Thursday, 22 January 2026

“Empty Seat Principle”

 

The “EMPTY SEAT PRINCIPLE” is how Jack Ma turned one embarrassing moment before Alibaba became one of the most valuable companies in the world. He lived through a moment most people would never recover from. 

In the early days of his English school in Hangzhou, Jack held a small seminar and invited 20 local business owners. 

He was excited.

He prepared notes.

He rehearsed every line.

He set out 20 chairs. 

When the seminar began… only one person showed up. Not twenty. Not ten. Not five. One. A single man sat in the front row surrounded by nineteen empty seats. Jack Ma felt his stomach drop. He considered cancelling. He considered apologizing. He considered quitting. But instead, he walked to the podium, bowed, and said: “If you showed up, I will give you everything I prepared as if the room was full.” He taught for 2 hours. 

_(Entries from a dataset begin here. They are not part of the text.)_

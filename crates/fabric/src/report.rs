//! Overview rendering.
//!
//! A read-only, human-readable view of the built fabric. It provides:
//! 1. **Connectivity Matrix:** One row per master, an `X` for every slave it
//!    may address.
//! 2. **Address Map:** The decoded ranges in address order, interleaved with
//!    `reservedN` rows for the gaps between them.
//!
//! Rendering never touches decode or arbitration state; it reads the same
//! immutable table the router uses.

use std::fmt;

use crate::common::addr::Bytes;
use crate::common::ids::{MasterId, SlaveId};
use crate::fabric::addrmap::AddressTable;
use crate::fabric::router::Reachability;

/// Borrowing view over a built fabric, rendered through [`fmt::Display`].
#[derive(Clone, Copy, Debug)]
pub struct OverviewReport<'a> {
    masters: &'a [String],
    slaves: &'a [String],
    table: &'a AddressTable,
    reach: &'a Reachability,
    width_bits: u32,
}

impl<'a> OverviewReport<'a> {
    pub(crate) fn new(
        masters: &'a [String],
        slaves: &'a [String],
        table: &'a AddressTable,
        reach: &'a Reachability,
        width_bits: u32,
    ) -> Self {
        Self {
            masters,
            slaves,
            table,
            reach,
            width_bits,
        }
    }

    fn matrix(&self, f: &mut fmt::Formatter<'_>) -> fmt::Result {
        const CORNER: &str = "Master > Slave";
        let first_width = self
            .masters
            .iter()
            .map(String::len)
            .chain([CORNER.len()])
            .max()
            .unwrap_or(0)
            + 2;

        let mut header = format!("{CORNER:<first_width$}");
        for slave in self.slaves {
            header.push_str(&format!("{slave:<width$}", width = slave.len() + 2));
        }
        writeln!(f, "{}", header.trim_end())?;

        for (m, master) in self.masters.iter().enumerate() {
            let mut row = format!("{master:<first_width$}");
            for (s, slave) in self.slaves.iter().enumerate() {
                let mark = if self.reach.permits(MasterId(m), SlaveId(s)) {
                    "X"
                } else {
                    ""
                };
                row.push_str(&format!("{mark:<width$}", width = slave.len() + 2));
            }
            writeln!(f, "{}", row.trim_end())?;
        }
        Ok(())
    }

    fn size_cell(&self, bytes: u64) -> String {
        let words = bytes / u64::from(self.width_bits / 8);
        format!("{}x{} ({})", words, self.width_bits, Bytes(bytes))
    }

    fn addrspace_rows(&self) -> Vec<[String; 5]> {
        let mut rows = Vec::new();
        let mut reserved = 0usize;
        let mut prev_end: Option<u64> = None;
        for range in self.table.ranges() {
            if let Some(end) = prev_end {
                if end < u64::from(range.start) {
                    rows.push([
                        format!("reserved{reserved}"),
                        "Reserved".to_owned(),
                        format!("{end:#010X}"),
                        self.size_cell(u64::from(range.start) - end),
                        "-".to_owned(),
                    ]);
                    reserved += 1;
                }
            }
            let name = self
                .slaves
                .get(range.slave.index())
                .cloned()
                .unwrap_or_else(|| range.slave.to_string());
            rows.push([
                name,
                "Slave".to_owned(),
                format!("{:#010X}", range.start),
                self.size_cell(range.size()),
                "-".to_owned(),
            ]);
            prev_end = Some(range.end);
        }
        rows
    }

    fn addrspace(&self, f: &mut fmt::Formatter<'_>) -> fmt::Result {
        const HEADER: [&str; 5] = ["Addrspace", "Type", "Base", "Size", "Attributes"];
        let rows = self.addrspace_rows();

        let mut widths = HEADER.map(str::len);
        for row in &rows {
            for (w, cell) in widths.iter_mut().zip(row.iter()) {
                *w = (*w).max(cell.len());
            }
        }

        let render = |cells: [&str; 5]| {
            let mut line = String::from("|");
            for (cell, w) in cells.iter().zip(widths.iter()) {
                line.push_str(&format!(" {cell:<w$} |"));
            }
            line
        };

        writeln!(f, "{}", render(HEADER))?;
        let dashes = widths.map(|w| "-".repeat(w));
        writeln!(
            f,
            "{}",
            render([&dashes[0], &dashes[1], &dashes[2], &dashes[3], &dashes[4]])
        )?;
        for row in &rows {
            writeln!(
                f,
                "{}",
                render([&row[0], &row[1], &row[2], &row[3], &row[4]])
            )?;
        }
        Ok(())
    }
}

impl fmt::Display for OverviewReport<'_> {
    fn fmt(&self, f: &mut fmt::Formatter<'_>) -> fmt::Result {
        writeln!(f, "Size: {}", Bytes(self.table.span()))?;
        writeln!(f)?;
        self.matrix(f)?;
        writeln!(f)?;
        self.addrspace(f)
    }
}
//! Clock port: the queue's source of "now".

use chrono::{DateTime, Utc};

/// Clock provides the current time.
///
/// The queue stamps `enqueued_at` on every admitted task with it. It is read
/// before the queue lock is taken, so an implementation may inspect the queue.
pub trait Clock: Send + Sync {
    fn now(&self) -> DateTime<Utc>;
}

/// Wall clock.
#[derive(Debug, Clone, Copy, Default)]
pub struct SystemClock;

impl Clock for SystemClock {
    fn now(&self) -> DateTime<Utc> {
        Utc::now()
    }
}

/// Always returns the same instant. For tests.
#[derive(Debug, Clone, Copy)]
pub struct FixedClock {
    at: DateTime<Utc>,
}

impl FixedClock {
    pub fn new(at: DateTime<Utc>) -> Self {
        Self { at }
    }
}

impl Clock for FixedClock {
    fn now(&self) -> DateTime<Utc> {
        self.at
    }
}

He delivered every example. He shared every idea. He gave his absolute best… To an audience of one. Years later, when Alibaba had thousands of employees, Jack Ma referenced that day and said: “If you cannot serve one person well, you cannot serve a million.” That moment, that humiliation, became the seed of his entire philosophy: Small audiences’ matter. Small beginnings matter. Small rooms matter. One person matters. The empty seats never discouraged him. They disciplined him. Because Jack Ma understood something most entrepreneurs forget: Success is not built when the room is full. Success is built when you perform even when the room is empty. 

The “Empty Seat Principle” teaches this: Excellence is not a performance for the crowd. Excellence is a habit you practice long before the crowd arrives. Small numbers are not a problem. Small effort is. Show up fully, even when no one else does. Because the day you stop despising small beginnings is the day your reputation starts growing bigger than your audience.